We already saw a quick look at the callbacks of the Web Server DAT and that’s where we’re going to look now. Without getting too long-winded about every step, essentially what we have to do is add our code to the onHTTPRequest() function because that will get triggered whenever we get an incoming request. It already has some code in there we saw that just responds back to the server telling it the connection was successful and sends the bold TouchDesigner text. You can leave this or delete it, but I prefer to leave it as it’s nice to send back a successful status to the client.

What we’re going to do is add our code right above those lines. The first thing is that we can see in the comments at the top of the script that we receive a dictionary called request with all the information inside of it, and it has a key called data:

touchdesigner web server

That’s critical information in telling us how to setup our code. So we know that we can go to request[‘data’] to get our data, let’s give it a try and print it out:

touchdesigner web server

Success so far! We’ve received our message over the network. Now there’s some extra processing we have to do here. First is that you’ll notice a b at the beginning of the string. In Python this means it’s a bytestring. Without getting into the weeds, what we have to do is decode it for safety. We can do this by adding .decode(‘utf-8’) after getting the request data:

touchdesigner web server

Now we have ourselves a normal run of the mill JSON object, so we can use the json library to turn it into a normal Python dictionary:

touchdesigner web server

It might not look a lot different but that switch from double quotations to single quotations mean we can now move through this dictionary like any normal Python dictionary. So if I wanted to get my special_parameter_value I could use [‘special_parameter_value’] to get that specific data piece out:

touchdesigner web server

If we had a more complex dictionary, we could pull out more of the keys using the same method. That’s all there is to it!

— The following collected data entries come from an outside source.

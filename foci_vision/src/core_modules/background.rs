// THEORY:
// The background estimator turns the projected spot intensity into a background
// corrected measurement. Every frame is handled on its own:
// 1.  **Cage Painting**: The cages of all spots present in the frame are painted into
//     one label volume (see `cage`).
// 2.  **Cage Statistics**: For each cage label, the raw voxels under its remaining
//     shell that are non-zero form the background sample. Mean and population standard
//     deviation are taken over that sample.
// 3.  **Correction**: `corrected = raw - mean * volume`, where `raw` and `volume` are the
//     sums of the per-pixel intensity and volume maps under the spot. The derived
//     concentration is `corrected / volume`.
//
// A spot whose cage was fully erased or sampled only zeros has no background; all of
// its derived metrics are 0 for that frame. Frames are independent, so the time axis is
// split into chunks on the worker pool and the per-chunk columns are written back in
// chunk order.

use crate::core_modules::cage::{CageGeometry, build_cage_volume};
use crate::core_modules::label_volume::{LabelVolume, regions, unique_labels};
use crate::core_modules::progress::ProgressObserver;
use crate::error::{PipelineError, Result, ensure_shape};
use crate::parallel_pipeline::ChunkWorkerPool;
use ndarray::{Array2, Array3, Array4, ArrayView3, ArrayView4, Axis, Zip, s};
use std::collections::BTreeMap;
use std::ops::Range;
use std::sync::Arc;
use tracing::{debug, info};

/// Per-spot, per-frame measurements. Every array is `(spot, frame)`, rows follow
/// `spot_ids`.
#[derive(Debug, Clone, PartialEq)]
pub struct IntensityTable {
    pub spot_ids: Vec<u32>,
    pub background_mean: Array2<f64>,
    pub background_std: Array2<f64>,
    /// z plane the cage was centred on.
    pub z_centre: Array2<f64>,
    /// Sum of the per-pixel intensity map under the spot.
    pub raw_intensity: Array2<f64>,
    /// Sum of the per-pixel volume map under the spot.
    pub spot_volume: Array2<f64>,
    pub corrected: Array2<f64>,
    pub concentration: Array2<f64>,
    /// `raw / mean`.
    pub ratio: Array2<f64>,
    /// `ratio / volume`.
    pub ratio_per_volume: Array2<f64>,
}

impl IntensityTable {
    /// An all-zero table. `spot_ids` is sorted and deduplicated so rows can be looked up.
    pub fn zeros(mut spot_ids: Vec<u32>, frames: usize) -> Self {
        spot_ids.sort_unstable();
        spot_ids.dedup();
        let dim = (spot_ids.len(), frames);
        Self {
            spot_ids,
            background_mean: Array2::zeros(dim),
            background_std: Array2::zeros(dim),
            z_centre: Array2::zeros(dim),
            raw_intensity: Array2::zeros(dim),
            spot_volume: Array2::zeros(dim),
            corrected: Array2::zeros(dim),
            concentration: Array2::zeros(dim),
            ratio: Array2::zeros(dim),
            ratio_per_volume: Array2::zeros(dim),
        }
    }

    pub fn frames(&self) -> usize {
        self.corrected.len_of(Axis(1))
    }

    /// Row index of `id`, if the spot is in the table.
    pub fn row_of(&self, id: u32) -> Option<usize> {
        self.spot_ids.binary_search(&id).ok()
    }

    fn metrics(&self) -> [&Array2<f64>; 9] {
        [
            &self.background_mean,
            &self.background_std,
            &self.z_centre,
            &self.raw_intensity,
            &self.spot_volume,
            &self.corrected,
            &self.concentration,
            &self.ratio,
            &self.ratio_per_volume,
        ]
    }

    fn metrics_mut(&mut self) -> [&mut Array2<f64>; 9] {
        [
            &mut self.background_mean,
            &mut self.background_std,
            &mut self.z_centre,
            &mut self.raw_intensity,
            &mut self.spot_volume,
            &mut self.corrected,
            &mut self.concentration,
            &mut self.ratio,
            &mut self.ratio_per_volume,
        ]
    }

    /// Copies the columns of `chunk` into `frames`.
    fn assign_frames(&mut self, frames: Range<usize>, chunk: &IntensityTable) -> Result<()> {
        if chunk.frames() != frames.len() || chunk.spot_ids != self.spot_ids {
            return Err(PipelineError::Worker(format!(
                "background chunk for frames {frames:?} has {} columns and {} spots",
                chunk.frames(),
                chunk.spot_ids.len()
            )));
        }
        for (full, part) in self.metrics_mut().into_iter().zip(chunk.metrics()) {
            full.slice_mut(s![.., frames.clone()]).assign(part);
        }
        Ok(())
    }
}

/// `num / den`, or 0 when the quotient is not finite.
fn safe_div(num: f64, den: f64) -> f64 {
    let q = num / den;
    if q.is_finite() { q } else { 0.0 }
}

/// Mean and population standard deviation, `(0, 0)` for an empty sample.
fn sample_stats(sample: &[f64]) -> (f64, f64) {
    let count = sample.len() as f64;
    if count < 1.0 {
        return (0.0, 0.0);
    }
    let mean = sample.iter().sum::<f64>() / count;
    let variance = sample.iter().map(|v| (v - mean).powi(2)).sum::<f64>() / count;
    (mean, variance.sqrt())
}

/// Measures every spot of `spot_ids` over the frames of the given slices.
///
/// `raw` is `(t, z, x, y)`; `ints`, `vols` and `track` are `(t, x, y)` over the same
/// frames. Column `i` of the result is frame `i` of the slices; rows follow the
/// sorted, deduplicated `spot_ids`.
pub fn estimate_frames(
    raw: ArrayView4<f64>,
    ints: ArrayView3<f64>,
    vols: ArrayView3<f64>,
    track: ArrayView3<u32>,
    spot_ids: &[u32],
    geometry: &CageGeometry,
) -> IntensityTable {
    let t_tot = track.len_of(Axis(0));
    let mut table = IntensityTable::zeros(spot_ids.to_vec(), t_tot);

    for t in 0..t_tot {
        let raw_frame = raw.index_axis(Axis(0), t);
        let track_frame = track.index_axis(Axis(0), t);
        let spots = regions(track_frame);
        if spots.is_empty() {
            continue;
        }

        // --- 1. Cage Painting ---
        let cage = build_cage_volume(raw_frame, &spots, geometry);

        // --- 2. Cage Statistics ---
        let mut samples: BTreeMap<u32, Vec<f64>> = BTreeMap::new();
        Zip::from(&cage.labels).and(&raw_frame).for_each(|&label, &v| {
            if label != 0 && v != 0.0 {
                samples.entry(label).or_default().push(v);
            }
        });

        // --- 3. Correction ---
        let ints_frame = ints.index_axis(Axis(0), t);
        let vols_frame = vols.index_axis(Axis(0), t);
        for (region, (label, centre)) in spots.iter().zip(&cage.centres) {
            let Some(row) = table.row_of(*label) else {
                continue;
            };
            let raw_sum: f64 = region.pixels.iter().map(|p| ints_frame[[p.x, p.y]]).sum();
            let volume: f64 = region.pixels.iter().map(|p| vols_frame[[p.x, p.y]]).sum();
            table.z_centre[[row, t]] = centre.z as f64;
            table.raw_intensity[[row, t]] = raw_sum;
            table.spot_volume[[row, t]] = volume;

            let Some(sample) = samples.get(&region.label) else {
                debug!(frame = t, spot = *label, "empty background cage");
                continue;
            };
            let (mean, std) = sample_stats(sample);
            let corrected = raw_sum - mean * volume;
            let ratio = safe_div(raw_sum, mean);
            table.background_mean[[row, t]] = mean;
            table.background_std[[row, t]] = std;
            table.corrected[[row, t]] = if corrected.is_finite() { corrected } else { 0.0 };
            table.concentration[[row, t]] = safe_div(corrected, volume);
            table.ratio[[row, t]] = ratio;
            table.ratio_per_volume[[row, t]] = safe_div(ratio, volume);
        }
    }

    table
}

/// Runs the background estimation over frame chunks of a worker pool.
#[derive(Debug, Clone)]
pub struct BackgroundEstimator {
    pool: ChunkWorkerPool,
    geometry: CageGeometry,
}

impl BackgroundEstimator {
    pub fn new(pool: ChunkWorkerPool, geometry: CageGeometry) -> Self {
        Self { pool, geometry }
    }

    /// Measures every spot ID of `track` in every frame.
    pub async fn estimate(
        &self,
        raw: Arc<Array4<f64>>,
        ints: Arc<Array3<f64>>,
        vols: Arc<Array3<f64>>,
        track: Arc<LabelVolume>,
        observer: Arc<dyn ProgressObserver>,
    ) -> Result<IntensityTable> {
        self.geometry.validate()?;
        let (t_tot, _z, x_tot, y_tot) = raw.dim();
        ensure_shape("raw volume (t, x, y)", track.shape(), &[t_tot, x_tot, y_tot])?;
        ensure_shape("spot intensity", track.shape(), ints.shape())?;
        ensure_shape("spot volume", track.shape(), vols.shape())?;

        let spot_ids = Arc::new(unique_labels(track.view()));
        let geometry = self.geometry;
        let job_ids = Arc::clone(&spot_ids);
        let chunks = self
            .pool
            .map_chunks(
                t_tot,
                move |frames: Range<usize>| {
                    estimate_frames(
                        raw.slice(s![frames.clone(), .., .., ..]),
                        ints.slice(s![frames.clone(), .., ..]),
                        vols.slice(s![frames.clone(), .., ..]),
                        track.slice(s![frames, .., ..]),
                        &job_ids,
                        &geometry,
                    )
                },
                observer,
            )
            .await?;

        let mut table = IntensityTable::zeros(spot_ids.to_vec(), t_tot);
        for chunk in &chunks {
            table.assign_frames(chunk.frames.clone(), &chunk.output)?;
        }
        info!(spots = table.spot_ids.len(), frames = t_tot, "background estimation complete");
        Ok(table)
    }
}

#[cfg(test)]
mod tests {
    use super::*;
    use crate::core_modules::progress::NoProgress;
    use approx::assert_relative_eq;

    const B: f64 = 10.0;

    /// One 2x2 spot with label 3 in every frame, a bright voxel column at z = 4.
    fn scene(frames: usize, background: f64) -> (Array4<f64>, Array3<f64>, Array3<f64>, LabelVolume) {
        let mut raw = Array4::<f64>::from_elem((frames, 12, 24, 24), background);
        let mut ints = Array3::<f64>::zeros((frames, 24, 24));
        let mut vols = Array3::<f64>::zeros((frames, 24, 24));
        let mut track = LabelVolume::zeros((frames, 24, 24));
        for t in 0..frames {
            for x in 10..12 {
                for y in 10..12 {
                    track[[t, x, y]] = 3;
                    ints[[t, x, y]] = 50.0 + t as f64;
                    vols[[t, x, y]] = 3.0;
                    raw[[t, 4, x, y]] = 100.0;
                }
            }
        }
        (raw, ints, vols, track)
    }

    #[test]
    fn uniform_background_is_subtracted() {
        let (raw, ints, vols, track) = scene(1, B);
        let table = estimate_frames(raw.view(), ints.view(), vols.view(), track.view(), &[3], &CageGeometry::default());

        assert_eq!(table.z_centre[[0, 0]], 4.0);
        assert_relative_eq!(table.background_mean[[0, 0]], B);
        assert_relative_eq!(table.background_std[[0, 0]], 0.0);
        assert_relative_eq!(table.raw_intensity[[0, 0]], 200.0);
        assert_relative_eq!(table.spot_volume[[0, 0]], 12.0);
        assert_relative_eq!(table.corrected[[0, 0]], 200.0 - B * 12.0, epsilon = 1e-9);
        assert_relative_eq!(table.concentration[[0, 0]], 80.0 / 12.0, epsilon = 1e-9);
        assert_relative_eq!(table.ratio[[0, 0]], 20.0, epsilon = 1e-9);
        assert_relative_eq!(table.ratio_per_volume[[0, 0]], 20.0 / 12.0, epsilon = 1e-9);
    }

    #[test]
    fn empty_cage_yields_zero() {
        // Only the spot core is bright; every shell voxel reads 0.
        let (raw, ints, vols, track) = scene(1, 0.0);
        let table = estimate_frames(raw.view(), ints.view(), vols.view(), track.view(), &[3], &CageGeometry::default());

        assert_eq!(table.background_mean[[0, 0]], 0.0);
        assert_eq!(table.corrected[[0, 0]], 0.0);
        assert_eq!(table.concentration[[0, 0]], 0.0);
        assert_eq!(table.ratio[[0, 0]], 0.0);
        assert!(table.metrics().iter().all(|m| m.iter().all(|v| v.is_finite())));
    }

    #[test]
    fn zero_volume_concentration_is_zero() {
        let (raw, ints, mut vols, track) = scene(1, B);
        vols.fill(0.0);
        let table = estimate_frames(raw.view(), ints.view(), vols.view(), track.view(), &[3], &CageGeometry::default());
        assert_relative_eq!(table.corrected[[0, 0]], 200.0);
        assert_eq!(table.concentration[[0, 0]], 0.0);
        assert_eq!(table.ratio_per_volume[[0, 0]], 0.0);
    }

    #[test]
    fn absent_spot_frames_stay_zero() {
        let (raw, ints, vols, mut track) = scene(3, B);
        track.index_axis_mut(Axis(0), 1).fill(0);
        let table = estimate_frames(raw.view(), ints.view(), vols.view(), track.view(), &[3], &CageGeometry::default());
        assert!(table.corrected[[0, 0]] > 0.0);
        assert_eq!(table.corrected[[0, 1]], 0.0);
        assert_eq!(table.raw_intensity[[0, 1]], 0.0);
        assert!(table.corrected[[0, 2]] > 0.0);
    }

    #[test]
    fn unsorted_ids_still_find_their_rows() {
        let (raw, ints, vols, track) = scene(1, B);
        let table = estimate_frames(raw.view(), ints.view(), vols.view(), track.view(), &[9, 3, 1, 3], &CageGeometry::default());
        assert_eq!(table.spot_ids, vec![1, 3, 9]);
        assert_eq!(table.row_of(3), Some(1));
        assert_relative_eq!(table.corrected[[1, 0]], 200.0 - B * 12.0, epsilon = 1e-9);
        assert_eq!(table.corrected[[0, 0]], 0.0);
        assert_eq!(table.corrected[[2, 0]], 0.0);
    }

    #[tokio::test]
    async fn chunked_estimate_matches_sequential() {
        let (raw, ints, vols, track) = scene(9, B);
        let sequential = estimate_frames(raw.view(), ints.view(), vols.view(), track.view(), &[3], &CageGeometry::default());

        let estimator = BackgroundEstimator::new(ChunkWorkerPool::new(Some(4)), CageGeometry::default());
        let parallel = estimator
            .estimate(Arc::new(raw), Arc::new(ints), Arc::new(vols), Arc::new(track), Arc::new(NoProgress))
            .await
            .expect("estimate");
        assert_eq!(parallel, sequential);
        assert_relative_eq!(parallel.corrected[[0, 8]], 8.0 * 4.0 + 200.0 - B * 12.0, epsilon = 1e-9);
    }

    #[tokio::test]
    async fn mismatched_raw_volume_is_rejected() {
        let (raw, ints, vols, track) = scene(2, B);
        let short = raw.slice(s![.., .., ..20, ..]).to_owned();
        let estimator = BackgroundEstimator::new(ChunkWorkerPool::new(Some(2)), CageGeometry::default());
        let err = estimator
            .estimate(Arc::new(short), Arc::new(ints), Arc::new(vols), Arc::new(track), Arc::new(NoProgress))
            .await;
        assert!(matches!(err, Err(PipelineError::ShapeMismatch { .. })));
    }
}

Further experiments: Web servers in TouchDesigner

Now we just setup the barebones connection between our iOS device and our TouchDesigner environment. But it doesn’t seem particularly useful yet. Well, in most cases, especially on mobile devices, these Python environments are built to be scripted within the environment. This means that when I install something like Pythonista on iOS, it automatically creates Shortcut actions that would allow me to run a script and feed information into it. So you could imagine that it’s only a few more steps to create a Shortcut (or other automation on Android) that takes an image automatically from the camera, encodes the data into base64, then sends it to Pythonista, which wraps it in the data dictionary we created, and sends it over to TouchDesigner. You could imagine any other scenario as well where you could call Siri or Google to run your automation via voice commands that can send preformatted data or presets to your TouchDesigner installation which could instantly add extremely high quality voice commands to your installation!

Wrap up

Whether you’re looking to simply send some commands from a mobile device to an installation or you’re building more rich media sending/voice command systems, being able to create a Python environment on your mobile device and have that communicate with TouchDesigner over HTTP requests is not only powerful but it’s pretty easy! The possibilities are really endless with what you can do with this! Enjoy!